To read more about UK Industrial Production, visit the official website that releases it. The link is Home: UK National Statistics Publication Hub
I highly recommend you see the history of this indicator and charts of how it affected GBP/USD and other currencies
The trigger for this indicator is 2.0. This means that if UK Industrial Production comes out at 2.4 or more, GBP/USD will probably go up by 30 pips or more in the first 45 minutes of the report. If it comes out at -1.6 or more negative, GBP/USD will probably go down by 30 pips or more in the first 45 minutes of the report. The reason why I recommend such big trigger is because this is very unreliable report to trade but if such bigger trigger is hit, chances are it will work.
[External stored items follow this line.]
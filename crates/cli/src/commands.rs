//! Sample commands.

use cmdtree_core::DslError;
use cmdtree_dsl::BuilderConfig;
use cmdtree_testkit::Dispatcher;

pub mod echo;
pub mod feature;
pub mod tp;

/// Assemble every sample command with `config` and register it.
pub fn register(dispatcher: &mut Dispatcher<String>, config: &BuilderConfig) -> Result<(), DslError> {
    dispatcher.register_command(&tp::command().with_config(config.clone()))?;
    dispatcher.register_command(&feature::command(feature::Toggle::default()).with_config(config.clone()))?;
    dispatcher.register_command(&echo::command().with_config(config.clone()))?;
    Ok(())
}
mod animation;
mod components;
mod config;
mod debug;
mod rig;
mod utils;

pub use animation::{AnimationConfig, ControlTargets, SmoothChannel, SurfaceAngles, SurfaceAnimator};
pub use components::{Pose, RigInput, ToggleEdge};
pub use config::FlightConfig;
pub use debug::{DebugColor, DebugShape};
pub use rig::{AimSource, FlightRig, RigConfig};
pub use utils::{damp, deg_to_rad, look_rotation, rad_to_deg, smooth_damp, RigError};
use std::io;
use thiserror::Error;

#[derive(Error, Debug)]
pub enum RigError {
    #[error("IO error: {0}")]
    Io(#[from] io::Error),

    #[error("Config error: {0}")]
    InvalidConfig(String),

    #[error("Invalid control input: {0}")]
    InvalidControl(String),

    #[error("Serialization error: {0}")]
    Serialization(#[from] serde_yaml::Error),
}
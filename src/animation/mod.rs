mod config;
mod surfaces;

pub use config::AnimationConfig;
pub use surfaces::{ControlTargets, SmoothChannel, SurfaceAngles, SurfaceAnimator};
Most likely it will be a no trade, however.
We will also have UK Manufacturing Production, both m/m and y/y coming out and UK Industrial Production y/y. If they conflict, I recommend skipping the trade, but most likely they won't conflict.
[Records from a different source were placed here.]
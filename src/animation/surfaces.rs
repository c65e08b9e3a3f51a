use serde::{Deserialize, Serialize};

use crate::animation::AnimationConfig;
use crate::utils::errors::RigError;
use crate::utils::math::smooth_damp;

/// One critically-damped smoothing axis.
#[derive(Debug, Clone, Copy, Default, PartialEq)]
pub struct SmoothChannel {
    value: f64,
    velocity: f64,
}

impl SmoothChannel {
    /// Step towards `target`, returning the smoothed value. The window the
    /// spring sees is `dt * smooth_time`, so the effective stiffness scales
    /// with the frame rate.
    pub fn update(&mut self, target: f64, smooth_time: f64, dt: f64) -> f64 {
        self.value = smooth_damp(self.value, target, &mut self.velocity, dt * smooth_time, dt);
        self.value
    }

    pub fn value(&self) -> f64 {
        self.value
    }
}

/// Raw stick targets, each in [-1, 1].
#[derive(Debug, Clone, Copy, Default, PartialEq, Serialize, Deserialize)]
pub struct ControlTargets {
    pub roll: f64,
    pub pitch: f64,
    pub yaw: f64,
}

impl ControlTargets {
    pub fn new(roll: f64, pitch: f64, yaw: f64) -> Self {
        Self { roll, pitch, yaw }
    }

    pub fn validate(&self) -> Result<(), RigError> {
        for (name, value) in [
            ("roll", self.roll),
            ("pitch", self.pitch),
            ("yaw", self.yaw),
        ] {
            if !(-1.0..=1.0).contains(&value) {
                return Err(RigError::InvalidControl(format!(
                    "{} out of bounds",
                    name
                )));
            }
        }
        Ok(())
    }
}

/// Deflection angles for one frame, in degrees. Recomputed every update;
/// the host applies them to however many surface meshes it has.
#[derive(Debug, Clone, Copy, Default, PartialEq)]
pub struct SurfaceAngles {
    pub aileron_left: f64,
    pub aileron_right: f64,
    pub elevator: f64,
    pub rudder: f64,
    /// Accumulated propeller angle in [0, 360).
    pub propeller: f64,
}

/// Smooths stick inputs into control-surface deflections.
///
/// Three independent axes; ailerons are mirror-signed, elevator and rudder
/// carry one signed angle each.
pub struct SurfaceAnimator {
    config: AnimationConfig,
    roll: SmoothChannel,
    pitch: SmoothChannel,
    yaw: SmoothChannel,
    propeller_angle: f64,
}

impl SurfaceAnimator {
    pub fn new(config: AnimationConfig) -> Result<Self, RigError> {
        config.validate()?;
        Ok(Self {
            config,
            roll: SmoothChannel::default(),
            pitch: SmoothChannel::default(),
            yaw: SmoothChannel::default(),
            propeller_angle: 0.0,
        })
    }

    pub fn config(&self) -> &AnimationConfig {
        &self.config
    }

    pub fn update(&mut self, targets: &ControlTargets, dt: f64) -> SurfaceAngles {
        self.propeller_angle =
            (self.propeller_angle + self.config.prop_speed * dt).rem_euclid(360.0);

        let smooth_time = self.config.smooth_time;
        let roll = self.roll.update(targets.roll, smooth_time, dt);
        let pitch = self.pitch.update(targets.pitch, smooth_time, dt);
        let yaw = self.yaw.update(targets.yaw, smooth_time, dt);

        SurfaceAngles {
            aileron_left: -roll * self.config.aileron_max,
            aileron_right: roll * self.config.aileron_max,
            elevator: -pitch * self.config.elevator_max,
            rudder: -yaw * self.config.rudder_max,
            propeller: self.propeller_angle,
        }
    }
}
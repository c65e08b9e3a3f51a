use nalgebra::{UnitQuaternion, Vector2, Vector3};

use crate::utils::math::deg_to_rad;

// Keep the aim shy of straight up/down so yaw stays well defined.
const PITCH_LIMIT: f64 = 1.54;

/// The live mouse-aim source: a world position plus a yaw/pitch heading.
///
/// Mouse motion is integrated here; the tracker reads `forward()` for the
/// live aim direction and resets the heading when free-look is released.
#[derive(Debug, Clone, Copy, PartialEq)]
pub struct AimSource {
    pub position: Vector3<f64>,
    yaw: f64,
    pitch: f64,
}

impl Default for AimSource {
    fn default() -> Self {
        Self {
            position: Vector3::zeros(),
            yaw: 0.0,
            pitch: 0.0,
        }
    }
}

impl AimSource {
    pub fn attitude(&self) -> UnitQuaternion<f64> {
        UnitQuaternion::from_axis_angle(&Vector3::y_axis(), self.yaw)
            * UnitQuaternion::from_axis_angle(&Vector3::x_axis(), self.pitch)
    }

    pub fn forward(&self) -> Vector3<f64> {
        self.attitude() * Vector3::z()
    }

    pub fn up(&self) -> Vector3<f64> {
        self.attitude() * Vector3::y()
    }

    pub fn right(&self) -> Vector3<f64> {
        self.attitude() * Vector3::x()
    }

    /// Integrate one tick of mouse motion, `sensitivity` degrees per pixel.
    pub fn rotate(&mut self, delta: Vector2<f64>, sensitivity: f64) {
        self.yaw += deg_to_rad(delta.x * sensitivity);
        self.pitch = (self.pitch - deg_to_rad(delta.y * sensitivity))
            .clamp(-PITCH_LIMIT, PITCH_LIMIT);
    }

    /// Re-aim along `direction`, keeping the world up vector as reference.
    /// Zero directions are ignored.
    pub fn point_along(&mut self, direction: &Vector3<f64>) {
        if direction.norm_squared() < 1.0e-12 {
            return;
        }
        let d = direction.normalize();
        self.yaw = d.x.atan2(d.z);
        self.pitch = (-d.y).clamp(-1.0, 1.0).asin().clamp(-PITCH_LIMIT, PITCH_LIMIT);
    }
}

#[cfg(test)]
mod tests {
    use super::*;
    use approx::assert_relative_eq;

    #[test]
    fn test_default_aims_forward() {
        let aim = AimSource::default();
        assert_relative_eq!(aim.forward().z, 1.0, epsilon = 1e-12);
    }

    #[test]
    fn test_rotate_yaws_right() {
        let mut aim = AimSource::default();
        // 30 pixels at 3 deg/pixel = 90 degrees to the right.
        aim.rotate(Vector2::new(30.0, 0.0), 3.0);
        assert_relative_eq!(aim.forward().x, 1.0, epsilon = 1e-9);
        assert_relative_eq!(aim.forward().z, 0.0, epsilon = 1e-9);
    }

    #[test]
    fn test_rotate_positive_y_pitches_up() {
        let mut aim = AimSource::default();
        aim.rotate(Vector2::new(0.0, 10.0), 3.0);
        assert!(aim.forward().y > 0.0);
    }

    #[test]
    fn test_pitch_is_clamped() {
        let mut aim = AimSource::default();
        aim.rotate(Vector2::new(0.0, 1.0e6), 3.0);
        assert!(aim.forward().y < 1.0);
        assert!(aim.forward().norm() > 0.99);
    }

    #[test]
    fn test_point_along_round_trips() {
        let mut aim = AimSource::default();
        aim.rotate(Vector2::new(17.0, -6.0), 3.0);
        let captured = aim.forward();

        aim.rotate(Vector2::new(-40.0, 25.0), 3.0);
        aim.point_along(&captured);

        let restored = aim.forward();
        assert_relative_eq!(restored.x, captured.x, epsilon = 1e-9);
        assert_relative_eq!(restored.y, captured.y, epsilon = 1e-9);
        assert_relative_eq!(restored.z, captured.z, epsilon = 1e-9);
    }

    #[test]
    fn test_point_along_ignores_zero() {
        let mut aim = AimSource::default();
        aim.rotate(Vector2::new(5.0, 5.0), 3.0);
        let before = aim.forward();
        aim.point_along(&Vector3::zeros());
        assert_eq!(aim.forward(), before);
    }
}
Obviously, the bigger the difference between expected and actual numbers, the bigger will be the move.
To read the after-spike retracement strategy for this report
When trading UK Industrial Production, I recommend that you open and close your trades within the first 45 minutes of the report, because after 45 minutes, there will be other non-related market forces that will be affecting the currency pair.
With UK Industrial Production, there are generally two waves that you could ride and make money with.
The first wave is when the currency starts going up or down right after the release of the number.
The second wave is when the currency reaches its initial top or bottom price, then retraces, and makes another run for the high or low price.
Please look at this Industrial Production GBP/USD chart: Forex news trading currency exchange charts
you can see, the Industrial Production came out higher than expected, GBP/USD moved up by 40 pips, then retraced to the pre-release price, and went up again by another 30 pips. All of this happened within the first 30 minutes of the report.
For UK Industrial Production, I usually recommend entering at around 50% retracement. For the GBP/USD to retrace 100% as it happened in the chart shown above is rather rare.
Please look at the history of Industrial Production and the charts of how it affected GBP/USD and other currencies. This way, you'll see for yourself what I am talking about.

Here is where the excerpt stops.